Водевиль «Любовь довоенного уровня». 18.6.1941 г.
До войны успели подготовить еще два спектакля: «В тиши лесов» П. Нилина и «С любовью не шутят» Кальдерона. Они тоже потом вошли в репертуар московского драматического театра имени К. С. Станиславского… Репетировали водевиль «Любовь довоенного уровня», сцены из других спектаклей…

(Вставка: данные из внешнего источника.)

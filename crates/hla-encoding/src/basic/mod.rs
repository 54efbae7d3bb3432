// SPDX-License-Identifier: Apache-2.0 OR MIT
// Copyright (c) 2025-2026 naskel.com

//! Basic data representations (IEEE 1516.2 table 24) and the simple
//! types built directly on them.

mod boolean;
mod fixed;
mod opaque;
mod strings;

pub use boolean::HlaBoolean;
pub use fixed::{
    HlaAsciiChar, HlaByte, HlaFloat32BE, HlaFloat32LE, HlaFloat64BE, HlaFloat64LE,
    HlaInteger16BE, HlaInteger16LE, HlaInteger32BE, HlaInteger32LE, HlaInteger64BE,
    HlaInteger64LE, HlaOctet, HlaOctetPairBE, HlaOctetPairLE, HlaUnicodeChar,
};
pub use opaque::HlaOpaqueData;
pub use strings::{HlaAsciiString, HlaUnicodeString};
// SPDX-License-Identifier: Apache-2.0 OR MIT
// Copyright (c) 2025-2026 naskel.com

//! HLAvariableArray: a resizable homogeneous sequence.
//!
//! # Wire format
//!
//! ```text
//! [count: i32 BE] [element 0] [element 1] ... [element count-1]
//! ```
//!
//! Decoding resizes the array to the wire count. Existing elements are
//! decoded in place; new slots come from the element factory.

use std::fmt;

use crate::buffer::ByteWrapper;
use crate::config::LENGTH_PREFIX_SIZE;
use crate::element::{element_factory, impl_element_any, DataElement, DataElementFactory};
use crate::error::{DecoderError, EncoderError, IndexOutOfBounds};

pub struct HlaVariableArray<T> {
    factory: DataElementFactory<T>,
    elements: Vec<T>,
}

impl<T: DataElement> HlaVariableArray<T> {
    /// Empty array; `factory` fills slots created by `resize` or decode.
    pub fn new(factory: DataElementFactory<T>) -> Self {
        Self {
            factory,
            elements: Vec::new(),
        }
    }

    /// Array pre-filled with `size` factory-created elements.
    pub fn with_size(factory: DataElementFactory<T>, size: usize) -> Self {
        let mut array = Self::new(factory);
        array.resize(size);
        array
    }

    pub fn from_elements(factory: DataElementFactory<T>, elements: Vec<T>) -> Self {
        Self { factory, elements }
    }

    pub fn add_element(&mut self, element: T) {
        self.elements.push(element);
    }

    /// Grow with factory-created elements, or truncate keeping the prefix.
    pub fn resize(&mut self, size: usize) {
        if size <= self.elements.len() {
            self.elements.truncate(size);
            return;
        }
        let start = self.elements.len();
        self.elements.reserve(size - start);
        for index in start..size {
            self.elements.push((self.factory)(index));
        }
    }

    pub fn size(&self) -> usize {
        self.elements.len()
    }

    pub fn is_empty(&self) -> bool {
        self.elements.is_empty()
    }

    pub fn get(&self, index: usize) -> Result<&T, IndexOutOfBounds> {
        IndexOutOfBounds::check(index, self.size())?;
        Ok(&self.elements[index])
    }

    pub fn get_mut(&mut self, index: usize) -> Result<&mut T, IndexOutOfBounds> {
        IndexOutOfBounds::check(index, self.size())?;
        Ok(&mut self.elements[index])
    }

    pub fn set(&mut self, index: usize, value: T) -> Result<(), IndexOutOfBounds> {
        *self.get_mut(index)? = value;
        Ok(())
    }

    pub fn iter(&self) -> std::slice::Iter<'_, T> {
        self.elements.iter()
    }

    pub fn iter_mut(&mut self) -> std::slice::IterMut<'_, T> {
        self.elements.iter_mut()
    }

    pub fn as_slice(&self) -> &[T] {
        &self.elements
    }

    pub fn into_elements(self) -> Vec<T> {
        self.elements
    }
}

impl<T: DataElement + Default> Default for HlaVariableArray<T> {
    fn default() -> Self {
        Self::new(element_factory())
    }
}

impl<T: Clone> Clone for HlaVariableArray<T> {
    fn clone(&self) -> Self {
        Self {
            factory: self.factory.clone(),
            elements: self.elements.clone(),
        }
    }
}

impl<T: fmt::Debug> fmt::Debug for HlaVariableArray<T> {
    fn fmt(&self, f: &mut fmt::Formatter<'_>) -> fmt::Result {
        f.debug_struct("HlaVariableArray")
            .field("elements", &self.elements)
            .finish_non_exhaustive()
    }
}

/// Equality compares elements only; factories are not comparable.
impl<T: PartialEq> PartialEq for HlaVariableArray<T> {
    fn eq(&self, other: &Self) -> bool {
        self.elements == other.elements
    }
}

impl<'a, T: DataElement> IntoIterator for &'a HlaVariableArray<T> {
    type Item = &'a T;
    type IntoIter = std::slice::Iter<'a, T>;

    fn into_iter(self) -> Self::IntoIter {
        self.iter()
    }
}

impl<T: DataElement + Clone> DataElement for HlaVariableArray<T> {
    fn octet_boundary(&self) -> usize {
        self.encoded_length()
    }

    /// The count prefix starts right after the previous value.
    fn alignment(&self) -> usize {
        1
    }

    fn encoded_length(&self) -> usize {
        LENGTH_PREFIX_SIZE
            + self
                .elements
                .iter()
                .map(DataElement::encoded_length)
                .sum::<usize>()
    }

    fn write_to(&self, buffer: &mut ByteWrapper) -> Result<(), EncoderError> {
        buffer.put_length("variable array count", self.elements.len())?;
        for element in &self.elements {
            element.write_to(buffer)?;
        }
        Ok(())
    }

    fn read_from(&mut self, buffer: &mut ByteWrapper) -> Result<(), DecoderError> {
        let limit = buffer.limits().max_element_count;
        let count = buffer.get_length("variable array count", limit)?;
        if count != self.elements.len() {
            log::trace!(
                "[hla-encoding] variable array resized by decode: {} -> {}",
                self.elements.len(),
                count
            );
            self.resize(count);
        }
        for element in &mut self.elements {
            element.read_from(buffer)?;
        }
        Ok(())
    }

    impl_element_any!();
}
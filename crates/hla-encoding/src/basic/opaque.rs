// SPDX-License-Identifier: Apache-2.0 OR MIT
// Copyright (c) 2025-2026 naskel.com

//! HLAopaqueData: `[length: i32 BE] [length raw bytes]`.

use crate::buffer::ByteWrapper;
use crate::config::LENGTH_PREFIX_SIZE;
use crate::element::{impl_element_any, DataElement};
use crate::error::{DecoderError, EncoderError};

#[derive(Debug, Clone, Default, PartialEq, Eq, Hash)]
pub struct HlaOpaqueData {
    value: Vec<u8>,
}

impl HlaOpaqueData {
    pub fn new(value: Vec<u8>) -> Self {
        Self { value }
    }

    pub fn value(&self) -> &[u8] {
        &self.value
    }

    pub fn set_value(&mut self, value: Vec<u8>) {
        self.value = value;
    }

    pub fn into_value(self) -> Vec<u8> {
        self.value
    }

    pub fn len(&self) -> usize {
        self.value.len()
    }

    pub fn is_empty(&self) -> bool {
        self.value.is_empty()
    }
}

impl From<Vec<u8>> for HlaOpaqueData {
    fn from(value: Vec<u8>) -> Self {
        Self::new(value)
    }
}

impl From<&[u8]> for HlaOpaqueData {
    fn from(value: &[u8]) -> Self {
        Self::new(value.to_vec())
    }
}

impl DataElement for HlaOpaqueData {
    fn octet_boundary(&self) -> usize {
        self.encoded_length()
    }

    fn alignment(&self) -> usize {
        1
    }

    fn encoded_length(&self) -> usize {
        LENGTH_PREFIX_SIZE + self.value.len()
    }

    fn write_to(&self, buffer: &mut ByteWrapper) -> Result<(), EncoderError> {
        buffer.verify_write(self.encoded_length())?;
        buffer.put_length("opaque data length", self.value.len())?;
        buffer.put(&self.value)
    }

    fn read_from(&mut self, buffer: &mut ByteWrapper) -> Result<(), DecoderError> {
        let limit = buffer.limits().max_byte_length;
        let length = buffer.get_length("opaque data length", limit)?;
        let bytes = buffer.get_slice(length)?;
        self.value.clear();
        self.value.extend_from_slice(bytes);
        Ok(())
    }

    impl_element_any!();
}
// SPDX-License-Identifier: Apache-2.0 OR MIT
// Copyright (c) 2025-2026 naskel.com

//! Constructed data representations: arrays and records.
//!
//! Members of a constructed type are laid out with their body encodings
//! (no per-member padding), so the encoding is the concatenation of the
//! member encodings.

mod fixed_array;
mod fixed_record;
mod variable_array;
mod variant_record;

pub use fixed_array::HlaFixedArray;
pub use fixed_record::HlaFixedRecord;
pub use variable_array::HlaVariableArray;
pub use variant_record::HlaVariantRecord;

/// Largest member boundary, 1 when there are no members.
fn max_boundary(boundaries: impl Iterator<Item = usize>) -> usize {
    boundaries.max().unwrap_or(1).max(1)
}
// SPDX-License-Identifier: Apache-2.0 OR MIT
// Copyright (c) 2025-2026 naskel.com

//! The `DataElement` contract shared by every wire type.
//!
//! # Layout rules
//!
//! - [`DataElement::encode`] / [`DataElement::decode`] align the cursor to
//!   [`DataElement::alignment`] (measured from the buffer window start), then
//!   write/read the body.
//! - [`DataElement::alignment`] equals [`DataElement::octet_boundary`] except
//!   where the boundary follows the value's own length (ASCII strings, opaque
//!   data, variable arrays). Those start exactly where the previous value
//!   ends.
//! - [`DataElement::write_to`] / [`DataElement::read_from`] handle the body
//!   only. Composites use them for their members, so a composite encoding is
//!   the exact concatenation of its member encodings.
//! - [`DataElement::to_byte_array`] / [`DataElement::decode_bytes`] work on one
//!   complete encoding; `decode_bytes` rejects leftover input.

use crate::buffer::ByteWrapper;
use crate::config::DecodeLimits;
use crate::error::{DecoderError, EncoderError};
use std::any::Any;
use std::fmt;
use std::sync::Arc;

/// A value with an IEEE 1516.2 wire representation.
pub trait DataElement: fmt::Debug + Send + 'static {
    /// Alignment unit, in bytes, this value requires before it is written.
    fn octet_boundary(&self) -> usize;

    /// Bytes occupied on the wire, padding excluded.
    fn encoded_length(&self) -> usize;

    /// Padding unit applied by [`encode`](DataElement::encode) and
    /// [`decode`](DataElement::decode).
    ///
    /// Independent of the current value: a blank receiver reports the same
    /// alignment as the sender.
    fn alignment(&self) -> usize {
        self.octet_boundary()
    }

    /// Write the body at the cursor, without leading padding.
    fn write_to(&self, buffer: &mut ByteWrapper) -> Result<(), EncoderError>;

    /// Read the body at the cursor into `self`, without skipping padding.
    fn read_from(&mut self, buffer: &mut ByteWrapper) -> Result<(), DecoderError>;

    /// Deep copy behind a fresh box.
    fn clone_element(&self) -> Box<dyn DataElement>;

    fn as_any(&self) -> &dyn Any;

    fn as_any_mut(&mut self) -> &mut dyn Any;

    /// Pad to [`alignment`](DataElement::alignment), then write the body.
    ///
    /// Capacity for padding and body is checked first; on overflow the
    /// cursor does not move.
    fn encode(&self, buffer: &mut ByteWrapper) -> Result<(), EncoderError> {
        let alignment = self.alignment();
        buffer.verify_write(buffer.padding_to(alignment) + self.encoded_length())?;
        buffer.align_for_write(alignment)?;
        self.write_to(buffer)
    }

    /// Skip padding to [`alignment`](DataElement::alignment), then read the body.
    fn decode(&mut self, buffer: &mut ByteWrapper) -> Result<(), DecoderError> {
        buffer.align_for_read(self.alignment())?;
        self.read_from(buffer)
    }

    /// Encode into a buffer sized to exactly one encoding.
    fn to_byte_array(&self) -> Result<Vec<u8>, EncoderError> {
        let mut buffer = ByteWrapper::new(self.encoded_length());
        log::trace!(
            "[hla-encoding] to_byte_array: {} bytes for {:?}",
            buffer.capacity(),
            self
        );
        self.encode(&mut buffer)?;
        Ok(buffer.into_inner())
    }

    /// Decode one complete encoding; every input byte must be consumed.
    fn decode_bytes(&mut self, bytes: &[u8]) -> Result<(), DecoderError> {
        self.decode_bytes_with_limits(bytes, DecodeLimits::default())
    }

    /// [`decode_bytes`](DataElement::decode_bytes) with explicit length limits.
    fn decode_bytes_with_limits(
        &mut self,
        bytes: &[u8],
        limits: DecodeLimits,
    ) -> Result<(), DecoderError> {
        let mut buffer = ByteWrapper::from(bytes).with_limits(limits);
        log::trace!("[hla-encoding] decode_bytes: {} bytes", bytes.len());
        self.decode(&mut buffer)?;
        if buffer.remaining() > 0 {
            return Err(DecoderError::TrailingBytes {
                consumed: buffer.pos() - buffer.offset(),
                remaining: buffer.remaining(),
                total: bytes.len(),
            });
        }
        Ok(())
    }
}

impl Clone for Box<dyn DataElement> {
    fn clone(&self) -> Self {
        self.clone_element()
    }
}

impl dyn DataElement {
    /// Typed view of a type-erased element.
    pub fn downcast_ref<T: DataElement>(&self) -> Option<&T> {
        self.as_any().downcast_ref::<T>()
    }

    pub fn downcast_mut<T: DataElement>(&mut self) -> Option<&mut T> {
        self.as_any_mut().downcast_mut::<T>()
    }

    pub fn is<T: DataElement>(&self) -> bool {
        self.as_any().is::<T>()
    }
}

/// Creates array elements on demand; receives the index of the slot being filled.
pub type DataElementFactory<T> = Arc<dyn Fn(usize) -> T + Send + Sync>;

/// Factory producing `T::default()` for every slot.
pub fn element_factory<T: DataElement + Default>() -> DataElementFactory<T> {
    Arc::new(|_| T::default())
}

/// Factory from any closure.
pub fn factory_fn<T, F>(f: F) -> DataElementFactory<T>
where
    T: DataElement,
    F: Fn(usize) -> T + Send + Sync + 'static,
{
    Arc::new(f)
}

/// Implements the `Any` plumbing of [`DataElement`] for a concrete type.
macro_rules! impl_element_any {
    () => {
        fn clone_element(&self) -> Box<dyn $crate::element::DataElement> {
            Box::new(self.clone())
        }

        fn as_any(&self) -> &dyn std::any::Any {
            self
        }

        fn as_any_mut(&mut self) -> &mut dyn std::any::Any {
            self
        }
    };
}

pub(crate) use impl_element_any;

Планы были самые радужные – после школы поступить в театральное училище и параллельно продолжать заниматься в народной студии у Б. Равенских. Он уже тогда, открыв в отце талант и предполагая, что сам будет потом работать в каком-то театре, видел в нем своего помощника, а, может быть, и второго режиссера. Все-таки не часто в 17 лет школьнику удается почти самостоятельно поставить три полноценных спектакля. Но отец не думал, что ему не удастся не только стать театральным режиссером, но и режиссером собственной жизни.
Баку. Артиллерийское училище. 23.06.1942 г.
Летом 1941 года началась война. И отец, как и многие его сверстники пошел добровольцем на фронт. А как же театр, карьера режиссера? Ведь мог вместе с Б. Равенских уехать в эвакуацию в Ташкент. Но нет, даже тени мысли такой не было у мальчишек 1941 года, все они рвались на фронт, а кому не было 18, даже приписывали себе лишний годик-другой. А, поскольку в 189 московской школе, которую в 1940 году Рафик Арутюнов закончил, проводились дополнительные занятия по подготовке артиллеристов, военком на призывном пункте Свердловского района это учел и направил его в артиллерийское училище в Баку. Там он проучился почти год, а оттуда в звании младшего лейтенанта его летом 1942 года направили на Южный фронт, командиром минометного взвода.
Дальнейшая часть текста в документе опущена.